I compose as a contribution to community. My aim is to bring people together through music. I work hard to communicate as directly as possible with listeners. I want to move people emotionally through the sound structures I create. My hope is that by telling a musical story, my work will strike a responsive chord in listeners who approach art with an open and attentive mind and heart.
I also view helping others to compose as part of my mission. I am passionate in my belief that anyone who wants to create music can do so and I've spent many years seeing the truth of that statement borne out with students of all ages.

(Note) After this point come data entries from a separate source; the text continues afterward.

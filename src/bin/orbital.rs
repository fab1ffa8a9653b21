//! Headless runner.
//!
//! ```bash
//! # one simulated year of the default solar system with 500 asteroids
//! orbital --steps 51135 --seed 1
//!
//! # a scenario file, trajectory written to disk
//! orbital --config scenario.yaml --steps 1000 --csv trajectory.csv
//! ```

use std::{path::PathBuf, time::Instant};

use clap::Parser;
use color_eyre::eyre::Result;
use orbital_sim::{
    config::{time_step_from_rate, SimulationConfig, SECONDS_PER_DAY},
    csv::write_trajectory,
    Execution, Simulation,
};
use tracing::{info, Level};
use tracing_subscriber::FmtSubscriber;

#[derive(Parser, Debug)]
#[command(author, version, about = "Barnes-Hut orbital simulation", long_about = None)]
struct Args {
    /// YAML scenario. The default solar system if absent.
    #[arg(short, long)]
    config: Option<PathBuf>,

    /// Frames per second the time step is derived from
    #[arg(long, default_value = "140")]
    fps: u32,

    /// Simulated days per real second
    #[arg(long, default_value = "100")]
    days_per_second: f64,

    /// Number of steps to take
    #[arg(short, long, default_value = "1000")]
    steps: usize,

    /// Override the number of asteroids
    #[arg(short, long)]
    asteroids: Option<usize>,

    /// Seed for the asteroid placement
    #[arg(long)]
    seed: Option<u64>,

    /// Evaluate the accelerations on this many threads
    #[arg(short, long)]
    threads: Option<usize>,

    /// Write the trajectory of every body to this file
    #[arg(long)]
    csv: Option<PathBuf>,

    /// Logging verbosity level
    #[arg(short, long, default_value = "info")]
    log_level: String,
}

fn main() -> Result<()> {
    color_eyre::install()?;
    let args = Args::parse();

    let log_level = match args.log_level.to_lowercase().as_str() {
        "trace" => Level::TRACE,
        "debug" => Level::DEBUG,
        "warn" => Level::WARN,
        "error" => Level::ERROR,
        _ => Level::INFO,
    };
    let subscriber = FmtSubscriber::builder()
        .with_max_level(log_level)
        .with_target(false)
        .finish();
    tracing::subscriber::set_global_default(subscriber)?;

    let mut config = match &args.config {
        Some(path) => SimulationConfig::from_path(path)?,
        None => SimulationConfig::new(time_step_from_rate(args.fps, args.days_per_second)),
    };
    if let Some(count) = args.asteroids {
        config.asteroids.count = count;
    }
    if args.seed.is_some() {
        config.seed = args.seed;
    }
    if let Some(num_threads) = args.threads {
        config.execution = Execution::Multithreaded { num_threads };
    }

    let mut sim = Simulation::new(&config)?;
    let time = Instant::now();

    if let Some(path) = &args.csv {
        let positions = sim.simulate(args.steps);
        write_trajectory(&positions, sim.time_step(), path)?;
        info!(path = %path.display(), "trajectory written");
    } else {
        let report_every = (args.steps / 10).max(1);
        for step in 1..=args.steps {
            sim.step();
            if step % report_every == 0 {
                info!(
                    step,
                    days = sim.elapsed_time() / SECONDS_PER_DAY,
                    "progress"
                );
            }
        }
    }

    let seconds = time.elapsed().as_secs_f64();
    info!(
        steps = args.steps,
        bodies = sim.bodies().len(),
        days = sim.elapsed_time() / SECONDS_PER_DAY,
        steps_per_second = args.steps as f64 / seconds,
        "done"
    );

    if let Some(earth) = sim.body_store().get("Earth") {
        info!(
            x = earth.position.x,
            y = earth.position.y,
            z = earth.position.z,
            "Earth"
        );
    }

    sim.destroy();
    Ok(())
}
use nalgebra::{DMatrix, Vector3};
use tracing::{debug, info, warn};

use crate::{
    bodies::{
        AsteroidCreator, Bodies, Body, BodyCreator, ALPHA_CENTAURI, BLACK_HOLE, JUPITER,
        SOLAR_SYSTEM,
    },
    config::SimulationConfig,
    integrator, AccelerationSolver, BarnesHut, Execution, SimulationError,
};

/// Lifecycle of a [`Simulation`].
#[derive(Clone, Copy, Debug, PartialEq, Eq)]
pub enum State {
    /// Built, not stepped yet.
    Constructed,
    /// At least one step taken.
    Stepping,
    /// Bodies released. Stepping does nothing.
    Destroyed,
}

/// Owns the bodies and advances them in fixed time steps.
///
/// Every step computes the accelerations from the positions at the start of
/// the step, then integrates all velocities and all positions.
#[derive(Debug)]
pub struct Simulation<S = BarnesHut> {
    time_step: f64,
    elapsed_time: f64,
    bodies: Bodies,
    solver: S,
    execution: Execution,
    state: State,
}

impl Simulation<BarnesHut> {
    /// Seed a Barnes-Hut simulation from `config`.
    ///
    /// Named bodies come first in catalog order, followed by the bodies listed
    /// in the configuration and finally the asteroid belt.
    pub fn new(config: &SimulationConfig) -> Result<Self, SimulationError> {
        config.validate()?;

        let count = config.body_count();
        let mut bodies = Bodies::with_capacity(count).map_err(|source| SimulationError::Allocation {
            bodies: count,
            source,
        })?;

        if config.groups.solar_system {
            for (i, entry) in SOLAR_SYSTEM.iter().enumerate() {
                let mut body = entry.to_body();
                if let (JUPITER, Some(factor)) = (i, config.groups.massive_jupiter) {
                    body.mass *= factor;
                }
                bodies.push(body);
            }
        } else if config.groups.massive_jupiter.is_some() {
            warn!("massive Jupiter requested without the solar system, ignored");
        }
        if config.groups.alpha_centauri {
            for entry in &ALPHA_CENTAURI {
                bodies.push(entry.to_body());
            }
        }
        if config.groups.black_hole {
            bodies.push(BLACK_HOLE.to_body());
        }
        for body in &config.bodies {
            bodies.push(body.to_body());
        }

        let named = bodies.len();
        if config.asteroids.count > 0 {
            let central_mass = bodies.central_mass().unwrap_or_else(|| {
                warn!("no named body to orbit, asteroids start at rest");
                0.
            });
            let mut creator =
                AsteroidCreator::new(central_mass, config.asteroids.clone(), config.seed);
            for _ in 0..config.asteroids.count {
                bodies.push(creator.create_body());
            }
        }

        info!(
            named,
            asteroids = bodies.len() - named,
            time_step = config.time_step,
            theta = config.theta,
            "simulation constructed"
        );

        let solver = BarnesHut::new(config.theta).min_distance(config.min_distance);
        Ok(Self::from_parts(bodies, config.time_step, solver, config.execution))
    }
}

impl<S: AccelerationSolver> Simulation<S> {
    /// A simulation over `bodies` with any solver.
    pub fn with_solver(bodies: Bodies, time_step: f64, solver: S) -> Result<Self, SimulationError> {
        if !(time_step.is_finite() && time_step > 0.) {
            return Err(SimulationError::InvalidTimeStep(time_step));
        }
        Ok(Self::from_parts(bodies, time_step, solver, Execution::default()))
    }

    fn from_parts(bodies: Bodies, time_step: f64, solver: S, execution: Execution) -> Self {
        Self {
            time_step,
            elapsed_time: 0.,
            bodies,
            solver,
            execution,
            state: State::Constructed,
        }
    }

    #[must_use]
    pub fn execution(mut self, execution: Execution) -> Self {
        self.execution = execution;
        self
    }

    /// Evaluate the accelerations on `num_threads` scoped threads.
    #[must_use]
    pub fn multithreaded(self, num_threads: usize) -> Self {
        self.execution(Execution::Multithreaded { num_threads })
    }

    /// Use Rayon to evaluate the accelerations.
    #[cfg(feature = "rayon")]
    #[must_use]
    pub fn rayon_iter(self) -> Self {
        self.execution(Execution::RayonIter)
    }

    #[must_use]
    pub fn time_step(&self) -> f64 {
        self.time_step
    }

    /// Simulated time in s.
    #[must_use]
    pub fn elapsed_time(&self) -> f64 {
        self.elapsed_time
    }

    #[must_use]
    pub fn bodies(&self) -> &[Body] {
        self.bodies.as_slice()
    }

    #[must_use]
    pub fn body_store(&self) -> &Bodies {
        &self.bodies
    }

    /// Accelerations of the last step.
    #[must_use]
    pub fn accelerations(&self) -> &[Vector3<f64>] {
        self.bodies.accelerations()
    }

    #[must_use]
    pub fn state(&self) -> State {
        self.state
    }

    #[must_use]
    pub fn solver(&self) -> &S {
        &self.solver
    }

    /// Advance all bodies by one time step.
    ///
    /// Does nothing once the simulation is destroyed or if there are no bodies.
    pub fn step(&mut self) {
        if self.state == State::Destroyed {
            warn!("step on a destroyed simulation ignored");
            return;
        }
        if self.bodies.is_empty() {
            warn!("step without bodies ignored");
            return;
        }

        let (bodies, accelerations) = self.bodies.split_mut();
        self.solver
            .calculate_accelerations(bodies, accelerations, self.execution);
        integrator::semi_implicit_euler(bodies, accelerations, self.time_step);

        self.elapsed_time += self.time_step;
        self.state = State::Stepping;
        debug!(elapsed_time = self.elapsed_time, bodies = bodies.len(), "step");
    }

    /// Take `num_steps` steps and record the positions.
    ///
    /// Row `t` holds the positions after `t` steps, so row 0 is the state
    /// before the first step. Columns follow the body order.
    pub fn simulate(&mut self, num_steps: usize) -> DMatrix<Vector3<f64>> {
        let n = self.bodies.len();
        let mut positions = DMatrix::from_element(num_steps + 1, n, Vector3::zeros());
        self.record(&mut positions, 0);

        for t in 1..=num_steps {
            self.step();
            self.record(&mut positions, t);
        }

        positions
    }

    fn record(&self, positions: &mut DMatrix<Vector3<f64>>, row: usize) {
        for (j, body) in self.bodies.iter().enumerate() {
            positions[(row, j)] = body.position;
        }
    }

    /// Release the bodies and the solver's memory.
    ///
    /// Calling it again does nothing.
    pub fn destroy(&mut self) {
        if self.state == State::Destroyed {
            return;
        }

        let bodies = self.bodies.len();
        self.bodies.release();
        self.solver.release();
        self.state = State::Destroyed;
        info!(bodies, elapsed_time = self.elapsed_time, "simulation destroyed");
    }
}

Composer Erik Nielsen has created works for chorus, orchestra, wind ensemble, solo instruments, chamber music, works for dance, film and electronic music. His pieces have been performed all over the world by ensembles including A Far Cry, the Amabile, Chiara, Emerson and Ying String Quartets; the National Symphony Orchestra; the Killington and Manchester Chamber Players; Bread and Puppet Theater; the Vermont Contemporary Music Ensemble; Vermont Opera Theater, Vermont Symphony; Vermont Youth Orchestra and Village and Northern Harmony. He has won awards from ASCAP, the Vermont Arts Council, and the Vermont Music Teachers Association. In September 2015, his opera, A Fleeting Animal, a collaboration with poet/playwright David Budbill that premiered in 2000, was performed in a newly revised edition to great acclaim in six locations in Vermont.

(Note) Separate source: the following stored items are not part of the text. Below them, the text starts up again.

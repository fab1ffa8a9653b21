//! Simulation configuration.
//!
//! Everything the controller needs to seed a run: the time step, the
//! Barnes-Hut parameters, which named body groups to include and how to place
//! the asteroid belt. A configuration can be built in code or read from YAML:
//!
//! ```yaml
//! time_step: 3600.0
//! theta: 0.5
//! seed: 42
//! groups:
//!   solar_system: true
//!   massive_jupiter: 1000.0
//!   alpha_centauri: false
//!   black_hole: false
//! bodies:
//!   - name: "Rogue"
//!     mass: 1.0e27
//!     radius: 7.0e7
//!     position: [1.0e13, 0.0, 0.0]
//!     velocity: [-2.0e4, 0.0, 0.0]
//! asteroids:
//!   count: 500
//!   distribution: logit
//!   jitter: velocity
//! ```

use std::{fs, path::Path};

use nalgebra::Vector3;
use serde::{Deserialize, Serialize};

use crate::{
    bodies::{Body, Color, SOLAR_SYSTEM, ALPHA_CENTAURI},
    Execution, SimulationError,
};

pub const SECONDS_PER_DAY: f64 = 86_400.;

/// Time step that advances `days_per_second` simulated days for every real
/// second when the caller steps once per frame at `fps`.
#[must_use]
pub fn time_step_from_rate(fps: u32, days_per_second: f64) -> f64 {
    days_per_second * SECONDS_PER_DAY / f64::from(fps)
}

/// How the radius of an asteroid orbit is drawn.
#[derive(Clone, Copy, Debug, Default, PartialEq, Eq, Serialize, Deserialize)]
#[serde(rename_all = "snake_case")]
pub enum RadialDistribution {
    /// `r = mean_radius * sqrt(|l|)` with `l = ln(x) - ln(1 - x) + 1`, `x ~ U(0, 1)`.
    #[default]
    Logit,
    /// 70% between the orbits of Mars and Jupiter, 20% within 20% of Jupiter's
    /// orbit, the remaining 10% drawn from [`RadialDistribution::Logit`].
    Regions,
}

/// Where the small out-of-plane component goes.
#[derive(Clone, Copy, Debug, Default, PartialEq, Eq, Serialize, Deserialize)]
#[serde(rename_all = "snake_case")]
pub enum JitterPlacement {
    /// Into `velocity.y`, in m/s. Asteroids start in the orbital plane.
    #[default]
    Velocity,
    /// Into `position.y`, in m. Asteroids start with no vertical velocity.
    Position,
}

#[derive(Clone, Debug, PartialEq, Serialize, Deserialize)]
#[serde(default)]
pub struct AsteroidBeltConfig {
    pub count: usize,
    /// [kg]
    pub mass: f64,
    /// [m]
    pub radius: f64,
    /// [m]
    pub mean_radius: f64,
    /// Range the circular orbital speed is scaled by.
    pub speed_factor: [f64; 2],
    /// Amplitude of the uniform out-of-plane component.
    pub vertical_jitter: f64,
    pub jitter: JitterPlacement,
    pub distribution: RadialDistribution,
}

impl Default for AsteroidBeltConfig {
    fn default() -> Self {
        Self {
            count: 500,
            mass: 1e12,
            radius: 2e3,
            mean_radius: 4e11,
            speed_factor: [0.6, 1.2],
            vertical_jitter: 1e2,
            jitter: JitterPlacement::default(),
            distribution: RadialDistribution::default(),
        }
    }
}

impl AsteroidBeltConfig {
    #[must_use]
    pub fn none() -> Self {
        Self {
            count: 0,
            ..Default::default()
        }
    }

    fn validate(&self) -> Result<(), SimulationError> {
        if self.count == 0 {
            return Ok(());
        }
        if !(self.mass.is_finite() && self.mass > 0.) {
            return Err(SimulationError::InvalidConfig(format!(
                "asteroid mass must be positive, got {}",
                self.mass
            )));
        }
        if !(self.mean_radius.is_finite() && self.mean_radius > 0.) {
            return Err(SimulationError::InvalidConfig(format!(
                "asteroid mean radius must be positive, got {}",
                self.mean_radius
            )));
        }
        let [low, high] = self.speed_factor;
        if !(low.is_finite() && high.is_finite() && 0. <= low && low <= high) {
            return Err(SimulationError::InvalidConfig(format!(
                "asteroid speed factor range [{low}, {high}] is empty or negative"
            )));
        }
        if !(self.vertical_jitter.is_finite() && self.vertical_jitter >= 0.) {
            return Err(SimulationError::InvalidConfig(format!(
                "vertical jitter must be non-negative, got {}",
                self.vertical_jitter
            )));
        }
        Ok(())
    }
}

/// Optional groups of named bodies.
#[derive(Clone, Debug, PartialEq, Serialize, Deserialize)]
#[serde(default)]
pub struct BodyGroups {
    /// The Sun and the eight planets.
    pub solar_system: bool,
    /// Multiply Jupiter's mass by this factor.
    pub massive_jupiter: Option<f64>,
    /// Alpha Centauri A, B and Proxima.
    pub alpha_centauri: bool,
    /// An intermediate-mass black hole passing through.
    pub black_hole: bool,
}

impl Default for BodyGroups {
    fn default() -> Self {
        Self {
            solar_system: true,
            massive_jupiter: None,
            alpha_centauri: false,
            black_hole: false,
        }
    }
}

impl BodyGroups {
    #[must_use]
    pub fn none() -> Self {
        Self {
            solar_system: false,
            ..Default::default()
        }
    }

    #[must_use]
    pub fn count(&self) -> usize {
        usize::from(self.solar_system) * SOLAR_SYSTEM.len()
            + usize::from(self.alpha_centauri) * ALPHA_CENTAURI.len()
            + usize::from(self.black_hole)
    }
}

/// A named body given directly in the configuration.
#[derive(Clone, Debug, PartialEq, Serialize, Deserialize)]
pub struct BodyConfig {
    pub name: String,
    pub mass: f64,
    pub radius: f64,
    #[serde(default = "default_color")]
    pub color: Color,
    pub position: [f64; 3],
    pub velocity: [f64; 3],
}

fn default_color() -> Color {
    Color::WHITE
}

impl BodyConfig {
    #[must_use]
    pub fn to_body(&self) -> Body {
        Body::named(
            self.name.clone(),
            self.mass,
            self.radius,
            self.color,
            Vector3::from(self.position),
            Vector3::from(self.velocity),
        )
    }
}

#[derive(Clone, Debug, PartialEq, Serialize, Deserialize)]
#[serde(default)]
pub struct SimulationConfig {
    /// [s]
    pub time_step: f64,
    /// Barnes-Hut opening angle.
    pub theta: f64,
    /// Separations below this contribute no acceleration and octree cells
    /// smaller than this are not split. [m]
    pub min_distance: f64,
    /// Seed for the asteroid placement. Drawn from the OS if absent.
    pub seed: Option<u64>,
    pub execution: Execution,
    pub groups: BodyGroups,
    pub bodies: Vec<BodyConfig>,
    pub asteroids: AsteroidBeltConfig,
}

impl Default for SimulationConfig {
    fn default() -> Self {
        Self {
            time_step: time_step_from_rate(140, 100.),
            theta: 0.5,
            min_distance: crate::gravity::MIN_DISTANCE,
            seed: None,
            execution: Execution::default(),
            groups: BodyGroups::default(),
            bodies: Vec::new(),
            asteroids: AsteroidBeltConfig::default(),
        }
    }
}

impl SimulationConfig {
    /// The full solar system with the default asteroid belt.
    #[must_use]
    pub fn new(time_step: f64) -> Self {
        Self {
            time_step,
            ..Default::default()
        }
    }

    /// No catalog bodies and no asteroids, only what is added to `bodies`.
    #[must_use]
    pub fn empty(time_step: f64) -> Self {
        Self {
            time_step,
            groups: BodyGroups::none(),
            asteroids: AsteroidBeltConfig::none(),
            ..Default::default()
        }
    }

    #[must_use]
    pub fn with_body(mut self, body: BodyConfig) -> Self {
        self.bodies.push(body);
        self
    }

    pub fn from_yaml_str(yaml: &str) -> Result<Self, SimulationError> {
        let config: Self = serde_yaml::from_str(yaml)?;
        config.validate()?;
        Ok(config)
    }

    pub fn from_path(path: impl AsRef<Path>) -> Result<Self, SimulationError> {
        Self::from_yaml_str(&fs::read_to_string(path)?)
    }

    /// Number of bodies a simulation built from this configuration holds.
    #[must_use]
    pub fn body_count(&self) -> usize {
        self.groups.count() + self.bodies.len() + self.asteroids.count
    }

    pub fn validate(&self) -> Result<(), SimulationError> {
        if !(self.time_step.is_finite() && self.time_step > 0.) {
            return Err(SimulationError::InvalidTimeStep(self.time_step));
        }
        if !(self.theta.is_finite() && self.theta >= 0.) {
            return Err(SimulationError::InvalidTheta(self.theta));
        }
        if !(self.min_distance.is_finite() && self.min_distance > 0.) {
            return Err(SimulationError::InvalidConfig(format!(
                "minimum distance must be positive, got {}",
                self.min_distance
            )));
        }
        if let Some(factor) = self.groups.massive_jupiter {
            if !(factor.is_finite() && factor > 0.) {
                return Err(SimulationError::InvalidConfig(format!(
                    "Jupiter mass factor must be positive, got {factor}"
                )));
            }
        }
        if let Execution::Multithreaded { num_threads: 0 } = self.execution {
            return Err(SimulationError::InvalidConfig(
                "multithreaded execution needs at least one thread".to_string(),
            ));
        }
        self.asteroids.validate()
    }
}

#[cfg(test)]
mod tests {
    use approx::assert_relative_eq;

    use super::*;

    #[test]
    fn rate() {
        assert_relative_eq!(time_step_from_rate(24, 1.), 3600.);
        assert_relative_eq!(SimulationConfig::default().time_step, 100. * 86_400. / 140.);
    }

    #[test]
    fn body_count() {
        let mut config = SimulationConfig::new(1.);
        assert_eq!(config.body_count(), 9 + 500);

        config.groups.alpha_centauri = true;
        config.groups.black_hole = true;
        assert_eq!(config.body_count(), 9 + 3 + 1 + 500);

        assert_eq!(SimulationConfig::empty(1.).body_count(), 0);
    }

    #[test]
    fn parse_yaml() {
        let yaml = r#"
time_step: 3600.0
theta: 0.3
seed: 7
groups:
  solar_system: false
  black_hole: true
bodies:
  - name: "Rogue"
    mass: 1.0e27
    radius: 7.0e7
    position: [1.0e13, 0.0, 0.0]
    velocity: [-2.0e4, 0.0, 0.0]
asteroids:
  count: 10
  distribution: regions
  jitter: position
"#;
        let config = SimulationConfig::from_yaml_str(yaml).unwrap();

        assert_eq!(config.time_step, 3600.);
        assert_eq!(config.theta, 0.3);
        assert_eq!(config.seed, Some(7));
        assert!(!config.groups.solar_system);
        assert!(config.groups.black_hole);
        assert_eq!(config.bodies[0].name, "Rogue");
        assert_eq!(config.bodies[0].color, Color::WHITE);
        assert_eq!(config.asteroids.count, 10);
        assert_eq!(config.asteroids.mass, 1e12);
        assert_eq!(config.asteroids.distribution, RadialDistribution::Regions);
        assert_eq!(config.asteroids.jitter, JitterPlacement::Position);
        assert_eq!(config.body_count(), 12);
    }

    #[test]
    fn rejects_invalid() {
        assert!(matches!(
            SimulationConfig::new(0.).validate(),
            Err(SimulationError::InvalidTimeStep(_))
        ));
        assert!(matches!(
            SimulationConfig::new(f64::NAN).validate(),
            Err(SimulationError::InvalidTimeStep(_))
        ));

        let mut config = SimulationConfig::new(1.);
        config.theta = -0.5;
        assert!(matches!(config.validate(), Err(SimulationError::InvalidTheta(_))));

        let mut config = SimulationConfig::new(1.);
        config.min_distance = 0.;
        assert!(matches!(config.validate(), Err(SimulationError::InvalidConfig(_))));

        let mut config = SimulationConfig::new(1.);
        config.asteroids.speed_factor = [1.2, 0.6];
        assert!(matches!(config.validate(), Err(SimulationError::InvalidConfig(_))));

        assert!(SimulationConfig::from_yaml_str("time_step: -1.0").is_err());
        assert!(SimulationConfig::from_yaml_str("time_step: [").is_err());
    }
}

Above - the cast of "A Fleeting Animal" takes a bow
Recent commissions include a film score for the 2019 Green Mountain Film Festival (premiered March 23, 2019 by the Montpelier Chamber Orchestra and funded in part by a Creation Grant from the Vermont Arts Council); a new work for chorus and brass or organ, All This Night Shrill Chanticleer, a commission from the Vermont professional chorus Counterpoint, premiered in December, 2018; a new work for the Northern Third Quartet, premiered in October, 2018 (funded in part by a grant from the Vermont Community Foundation); A Voice in the Night, a four-movement work for bassoon and piano (funded in part by a grant from the Vermont Arts Council); Fanfare in B Flat, commissioned by the Vermont Symphony for their 80th anniversary; and Glimpses of Azure, commissioned by the Boston string orchestra, A Far Cry.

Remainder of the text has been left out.